The Epic Game Store launched last week, and while that launch has seen significant support from developers, the response from players has been much more mixed. Refunds are a major point of confusion, and Epic’s messaging hasn’t exactly given us a concise breakdown of what to expect – but the company has provided enough responses in different places that we can piece it together.
There will be an automated process for refunds, and you’ll have two tokens that refresh annually in order to claim them. Those refunds can be used within two weeks of a game’s purchase, and will offer your money back with “no questions asked.”
But this isn’t how the system works in practice yet. Epic’s Sergey Galyonkin notes that the store is “work in-progress,” and the refund system – along with “reviews, achievements, mod support, parental controls, and more currencies for regional pricing” – will be properly implemented later. Galyonkin’s Twitter is also where we find that automated refunds are coming, as well as how the token system will work.
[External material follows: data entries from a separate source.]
fn batch_from_row(row: &SqliteRow) -> Result<IndexedBatch, IndexerError> {
    let status: String = row.get("onchain_status");
    Ok(IndexedBatch {
        chain_id: row.get("chain_id"),
        record: BatchRecord {
            id: row.get("id"),
            start_block: row.get::<i64, _>("start_block") as u64,
            end_block: row.get::<i64, _>("end_block") as u64,
            merkle_root: row.get("merkle_root"),
            leaf_count: row.get::<i64, _>("leaf_count") as u64,
            safe_block_number: row.get::<i64, _>("safe_block_number") as u64,
            total_blocks: row.get::<i64, _>("total_blocks") as u64,
            total_transactions: row.get::<i64, _>("total_transactions") as u64,
            total_transfers: row.get::<i64, _>("total_transfers") as u64,
        },
        prover_address: row.get("prover_address"),
        sql_statement: row.get("sql_statement"),
        onchain_status: status.parse::<BatchStatus>().map_err(storage)?,
        onchain_tx_hash: row.get("onchain_tx_hash"),
        reward_amount: row.get("reward_amount"),
        onchain_error: row.get("onchain_error"),
        last_submission_attempt: opt_from_millis(row.get("last_submission_attempt"))?,
        onchain_submitted_at: opt_from_millis(row.get("onchain_submitted_at"))?,
        created_at: from_millis(row.get("created_at"))?,
    })
}

const UPSERT_CHECKPOINT: &str = "INSERT INTO checkpoints
        (chain_id, start_block, last_indexed_block, last_indexed_hash, safe_block_number, updated_at)
     VALUES (?, ?, ?, ?, ?, ?)
     ON CONFLICT (chain_id) DO UPDATE SET
        start_block        = excluded.start_block,
        last_indexed_block = excluded.last_indexed_block,
        last_indexed_hash  = excluded.last_indexed_hash,
        safe_block_number  = excluded.safe_block_number,
        updated_at         = excluded.updated_at";

fn bind_checkpoint<'q>(
    query: sqlx::query::Query<'q, Sqlite, sqlx::sqlite::SqliteArguments<'q>>,
    cp: &'q Checkpoint,
) -> sqlx::query::Query<'q, Sqlite, sqlx::sqlite::SqliteArguments<'q>> {
    query
        .bind(&cp.chain_id)
        .bind(cp.start_block as i64)
        .bind(cp.last_indexed_block.map(|n| n as i64))
        .bind(&cp.last_indexed_hash)
        .bind(cp.safe_block_number as i64)
        .bind(millis(cp.updated_at))
}
//! Ingester behaviour against a scripted chain and the in-memory store.

use std::collections::BTreeMap;
use std::sync::{Arc, Mutex};
use std::time::Duration;

use async_trait::async_trait;

use chainanchor_core::commitment::{CommitmentBuilder, LeafLayout};
use chainanchor_core::store::LedgerStore;
use chainanchor_core::types::{BlockSummary, Checkpoint, TransactionRecord};
use chainanchor_indexer::{
    ChainSource, CycleOutcome, FetchedBlock, Ingester, IngesterBuilder, IngesterConfig,
    IngesterState, RawLog, TRANSFER_TOPIC,
};
use chainanchor_observability::PipelineMetrics;
use chainanchor_rpc::{JsonRpcError, TransportError};
use chainanchor_storage::InMemoryLedger;

const CHAIN: &str = "sepolia";
const TOKEN: &str = "0xaaaaaaaaaaaaaaaaaaaaaaaaaaaaaaaaaaaaaaaa";
const SENDER: &str = "0x1111111111111111111111111111111111111111";
const RECEIVER: &str = "0x2222222222222222222222222222222222222222";

// ─── Scripted chain ──────────────────────────────────────────────────────────

#[derive(Default)]
struct ChainState {
    blocks: BTreeMap<u64, FetchedBlock>,
    logs: BTreeMap<u64, Vec<RawLog>>,
    head: u64,
    /// Reject `eth_getLogs` answers with more logs than this.
    log_limit: Option<usize>,
    /// Fail this many `eth_getLogs` calls with a transport error.
    log_failures: u32,
    log_calls: Vec<(u64, u64)>,
}

struct MockChain {
    state: Mutex<ChainState>,
}

fn topic(address: &str) -> String {
    format!("0x{}{}", "0".repeat(24), &address[2..])
}

fn hash(tag: &str, n: u64) -> String {
    format!("0x{tag}{n}")
}

/// `tag` is a single hex digit so the hash stays 32 bytes.
fn tx_hash(tag: &str, n: u64) -> String {
    format!("0x{tag}{n:063x}")
}

impl MockChain {
    /// Blocks `0..=head`, `per_block` transfers each.
    fn new(head: u64, per_block: u64) -> Arc<Self> {
        let chain = Self { state: Mutex::new(ChainState { head, ..Default::default() }) };
        for n in 0..=head {
            chain.put_block(n, "a", per_block);
        }
        Arc::new(chain)
    }

    fn put_block(&self, n: u64, tag: &str, transfers: u64) {
        let mut state = self.state.lock().unwrap();
        let parent_hash = match n.checked_sub(1) {
            Some(p) => state.blocks[&p].summary.hash.clone(),
            None => "0x0".to_string(),
        };
        let tx_hash = tx_hash(tag, n);
        state.blocks.insert(
            n,
            FetchedBlock {
                summary: BlockSummary {
                    number: n,
                    hash: hash(tag, n),
                    parent_hash,
                    timestamp: 1_700_000_000 + n as i64 * 12,
                    tx_count: 1,
                },
                transactions: vec![TransactionRecord {
                    hash: tx_hash.clone(),
                    block_number: n,
                    transaction_index: 0,
                    from: SENDER.into(),
                    to: Some(TOKEN.into()),
                    value: "0".into(),
                }],
            },
        );
        let logs = (0..transfers)
            .map(|i| RawLog {
                address: TOKEN.into(),
                topics: vec![TRANSFER_TOPIC.into(), topic(SENDER), topic(RECEIVER)],
                data: format!("0x{:064x}", 1_000 * n + i),
                block_number: format!("0x{n:x}"),
                tx_hash: tx_hash.clone(),
                log_index: format!("0x{i:x}"),
                removed: None,
            })
            .collect();
        state.logs.insert(n, logs);
    }

    /// Replace blocks `from..=head` with a competing branch.
    fn fork_from(&self, from: u64, tag: &str) {
        let head = self.state.lock().unwrap().head;
        for n in from..=head {
            self.put_block(n, tag, 1);
        }
    }

    fn extend_to(&self, head: u64, tag: &str) {
        let current = self.state.lock().unwrap().head;
        for n in current + 1..=head {
            self.put_block(n, tag, 1);
        }
        self.state.lock().unwrap().head = head;
    }
}

#[async_trait]
impl ChainSource for MockChain {
    async fn head_block_number(&self) -> Result<u64, TransportError> {
        Ok(self.state.lock().unwrap().head)
    }

    async fn block_with_transactions(&self, number: u64) -> Result<Option<FetchedBlock>, TransportError> {
        Ok(self.state.lock().unwrap().blocks.get(&number).cloned())
    }

    async fn transfer_logs(&self, from: u64, to: u64) -> Result<Vec<RawLog>, TransportError> {
        let mut state = self.state.lock().unwrap();
        state.log_calls.push((from, to));
        if state.log_failures > 0 {
            state.log_failures -= 1;
            return Err(TransportError::Other("connection reset".into()));
        }
        let logs: Vec<RawLog> = state.logs.range(from..=to).flat_map(|(_, l)| l.clone()).collect();
        if state.log_limit.is_some_and(|limit| logs.len() > limit) {
            return Err(TransportError::Rpc(JsonRpcError {
                code: -32005,
                message: "query returned more than 10000 results".into(),
                data: None,
            }));
        }
        Ok(logs)
    }
}

fn ingester(chain: &Arc<MockChain>, store: &Arc<InMemoryLedger>, batch_size: u64) -> Ingester {
    IngesterBuilder::new()
        .chain(CHAIN)
        .start_block(1)
        .confirmations(6)
        .batch_size(batch_size)
        .poll_interval(Duration::from_millis(100))
        .build(chain.clone(), store.clone())
}

fn persisted(outcome: CycleOutcome) -> (u64, u64) {
    match outcome {
        CycleOutcome::Persisted(batch) => (batch.start_block, batch.end_block),
        other => panic!("expected a persisted batch, got {other:?}"),
    }
}

// ─── Tests ───────────────────────────────────────────────────────────────────

#[tokio::test]
async fn persists_confirmed_ranges_in_order() {
    let chain = MockChain::new(30, 1);
    let store = Arc::new(InMemoryLedger::new());
    let mut ingester = ingester(&chain, &store, 10);

    assert_eq!(persisted(ingester.run_cycle().await.unwrap()), (1, 10));
    let root = CommitmentBuilder::from_transfers(&store.transfers(CHAIN)).unwrap().root_hex();
    let first = store.batches(CHAIN)[0].clone();
    assert_eq!(first.record.merkle_root, root);
    assert_eq!(first.record.leaf_count, 10);
    assert_eq!(first.record.safe_block_number, 24);

    assert_eq!(persisted(ingester.run_cycle().await.unwrap()), (11, 20));
    assert_eq!(persisted(ingester.run_cycle().await.unwrap()), (21, 24));
    assert_eq!(
        ingester.run_cycle().await.unwrap(),
        CycleOutcome::Waiting { next_block: 25, safe_block: 24 }
    );

    assert_eq!(store.count_blocks(CHAIN).await.unwrap(), 24);
    assert_eq!(store.count_transfers(CHAIN).await.unwrap(), 24);
    assert_eq!(store.transaction_count(CHAIN), 24);
    let cp = store.load_checkpoint(CHAIN).await.unwrap().unwrap();
    assert_eq!(cp.last_indexed_block, Some(24));
    assert_eq!(cp.last_indexed_hash.as_deref(), Some("0xa24"));
}

#[tokio::test]
async fn configured_leaf_layout_drives_the_root() {
    let chain = MockChain::new(30, 2);
    let store = Arc::new(InMemoryLedger::new());
    let mut ingester = IngesterBuilder::new()
        .chain(CHAIN)
        .start_block(1)
        .confirmations(6)
        .batch_size(10)
        .leaf_layout(LeafLayout::WithoutRecipient)
        .build(chain.clone(), store.clone());

    ingester.run_cycle().await.unwrap();
    let transfers = store.transfers(CHAIN);
    let expected = CommitmentBuilder::from_transfers_with(LeafLayout::WithoutRecipient, &transfers)
        .unwrap()
        .root_hex();
    let default_root = CommitmentBuilder::from_transfers(&transfers).unwrap().root_hex();

    let batch = store.batches(CHAIN)[0].clone();
    assert_eq!(batch.record.merkle_root, expected);
    assert_ne!(batch.record.merkle_root, default_root);
}

#[tokio::test]
async fn direct_construction_clamps_the_config() {
    let chain = MockChain::new(30, 1);
    let store = Arc::new(InMemoryLedger::new());
    let config = IngesterConfig {
        chain_id: CHAIN.into(),
        start_block: Some(1),
        batch_size: 0,
        fetch_concurrency: 0,
        ..IngesterConfig::default()
    };
    let mut ingester = Ingester::new(config, chain.clone(), store.clone(), PipelineMetrics::default());
    assert_eq!(ingester.config().batch_size, 1);
    assert_eq!(ingester.config().fetch_concurrency, 1);

    assert_eq!(persisted(ingester.run_cycle().await.unwrap()), (1, 1));
    assert_eq!(persisted(ingester.run_cycle().await.unwrap()), (2, 2));
}

#[tokio::test]
async fn fresh_checkpoint_starts_one_batch_behind_safe() {
    let chain = MockChain::new(30, 1);
    let store = Arc::new(InMemoryLedger::new());
    let mut ingester = IngesterBuilder::new()
        .chain(CHAIN)
        .confirmations(6)
        .batch_size(10)
        .build(chain.clone(), store.clone());

    assert_eq!(persisted(ingester.run_cycle().await.unwrap()), (14, 23));
    assert_eq!(store.load_checkpoint(CHAIN).await.unwrap().unwrap().start_block, 14);
}

#[tokio::test]
async fn reingesting_a_range_creates_no_duplicates() {
    let chain = MockChain::new(30, 2);
    let store = Arc::new(InMemoryLedger::new());
    let mut ingester = ingester(&chain, &store, 10);

    ingester.run_cycle().await.unwrap();
    let before = store.batches(CHAIN)[0].record.merkle_root.clone();

    store.save_checkpoint(&Checkpoint::new(CHAIN, 1, 24)).await.unwrap();
    assert_eq!(persisted(ingester.run_cycle().await.unwrap()), (1, 10));

    assert_eq!(store.count_blocks(CHAIN).await.unwrap(), 10);
    assert_eq!(store.count_transfers(CHAIN).await.unwrap(), 20);
    assert_eq!(store.batches(CHAIN).len(), 1);
    assert_eq!(store.batches(CHAIN)[0].record.merkle_root, before);
}

#[tokio::test]
async fn reorg_walks_back_to_the_fork_point() {
    let chain = MockChain::new(16, 1);
    let store = Arc::new(InMemoryLedger::new());
    let mut ingester = ingester(&chain, &store, 10);
    assert_eq!(persisted(ingester.run_cycle().await.unwrap()), (1, 10));

    // Blocks 8.. are replaced; 8' still builds on the stored block 7.
    chain.fork_from(8, "b");
    chain.extend_to(17, "b");

    for expected in [10, 9, 8, 7] {
        assert_eq!(
            ingester.run_cycle().await.unwrap(),
            CycleOutcome::Reorg { rollback_to: expected }
        );
    }
    let cp = store.load_checkpoint(CHAIN).await.unwrap().unwrap();
    assert_eq!(cp.last_indexed_block, Some(7));
    assert_eq!(cp.last_indexed_hash.as_deref(), Some("0xa7"));
    assert_eq!(cp.safe_block_number, 1);
    assert_eq!(store.count_blocks(CHAIN).await.unwrap(), 7);
    assert!(store.batches(CHAIN).is_empty());

    assert_eq!(persisted(ingester.run_cycle().await.unwrap()), (8, 11));
    assert_eq!(store.block_hash(CHAIN, 8).await.unwrap().as_deref(), Some("0xb8"));
    let replaced: Vec<_> = store
        .transfers(CHAIN)
        .into_iter()
        .filter(|t| t.block_number >= 8)
        .map(|t| t.tx_hash)
        .collect();
    let expected: Vec<_> = (8..=11).map(|n| tx_hash("b", n)).collect();
    assert_eq!(replaced, expected);
}

#[tokio::test]
async fn oversized_log_ranges_are_bisected() {
    let chain = MockChain::new(16, 1);
    chain.put_block(5, "a", 3);
    chain.state.lock().unwrap().log_limit = Some(2);
    let store = Arc::new(InMemoryLedger::new());
    let mut ingester = ingester(&chain, &store, 10);

    assert_eq!(persisted(ingester.run_cycle().await.unwrap()), (1, 10));

    // Block 5 alone still exceeds the limit and is dropped.
    let blocks: Vec<_> = store.transfers(CHAIN).iter().map(|t| t.block_number).collect();
    assert_eq!(blocks, [1, 2, 3, 4, 6, 7, 8, 9, 10]);
    assert_eq!(store.batches(CHAIN)[0].record.total_transfers, 9);

    let calls = chain.state.lock().unwrap().log_calls.clone();
    assert_eq!(calls[0], (1, 10));
    assert!(calls.contains(&(5, 5)));
}

#[tokio::test]
async fn failed_cycle_does_not_advance() {
    let chain = MockChain::new(16, 1);
    chain.state.lock().unwrap().log_failures = 1;
    let store = Arc::new(InMemoryLedger::new());
    let mut ingester = ingester(&chain, &store, 10);

    assert!(ingester.run_cycle().await.is_err());
    let cp = store.load_checkpoint(CHAIN).await.unwrap().unwrap();
    assert_eq!(cp.last_indexed_block, None);
    assert_eq!(store.count_blocks(CHAIN).await.unwrap(), 0);

    assert_eq!(persisted(ingester.run_cycle().await.unwrap()), (1, 10));
}

#[tokio::test(start_paused = true)]
async fn run_stops_at_a_loop_boundary() {
    let chain = MockChain::new(16, 1);
    let store = Arc::new(InMemoryLedger::new());
    let mut ingester = ingester(&chain, &store, 5);
    let handle = ingester.handle();

    let task = tokio::spawn(async move {
        ingester.run().await.unwrap();
        ingester
    });
    tokio::time::sleep(Duration::from_secs(1)).await;
    handle.stop();

    let ingester = task.await.unwrap();
    assert_eq!(ingester.state(), IngesterState::Stopped);
    assert!(handle.is_stopped());
    assert_eq!(store.count_blocks(CHAIN).await.unwrap(), 10);
}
In the meantime, manual refund requests through Epic support, though early refund requests certainly weren’t the “no questions asked” process promised in the official FAQ. Instead, automated responses asked for numerous bits of account data ranging from the last four digits of a credit card tied with the account to your IP address. An Epic rep responded on Reddit to say that wasn’t supposed to happen and, as Eurogamer notes, the company is now making the much more reasonable request of just the invoice number from your purchase.
Whether the planned implementation is a good refund policy remains a topic of debate. Steam offers fourteen day refunds without any token limitations (though Valve will certainly cut you off if you start to abuse it), but the store does put down a two hour limit on playtime, after which you can no longer claim an automated refund. International law puts different requirements on refunds worldwide, and it’s worth noting that Valve and Ubisoft were both fined in France this year for poor policies.
Epic Game Store refunds will be broadly similar to those on Steam when the system is properly live. Until then, it sure would be nice if there was a central place that plainly explained all this so we weren’t forced to dig through social media responses for clarity.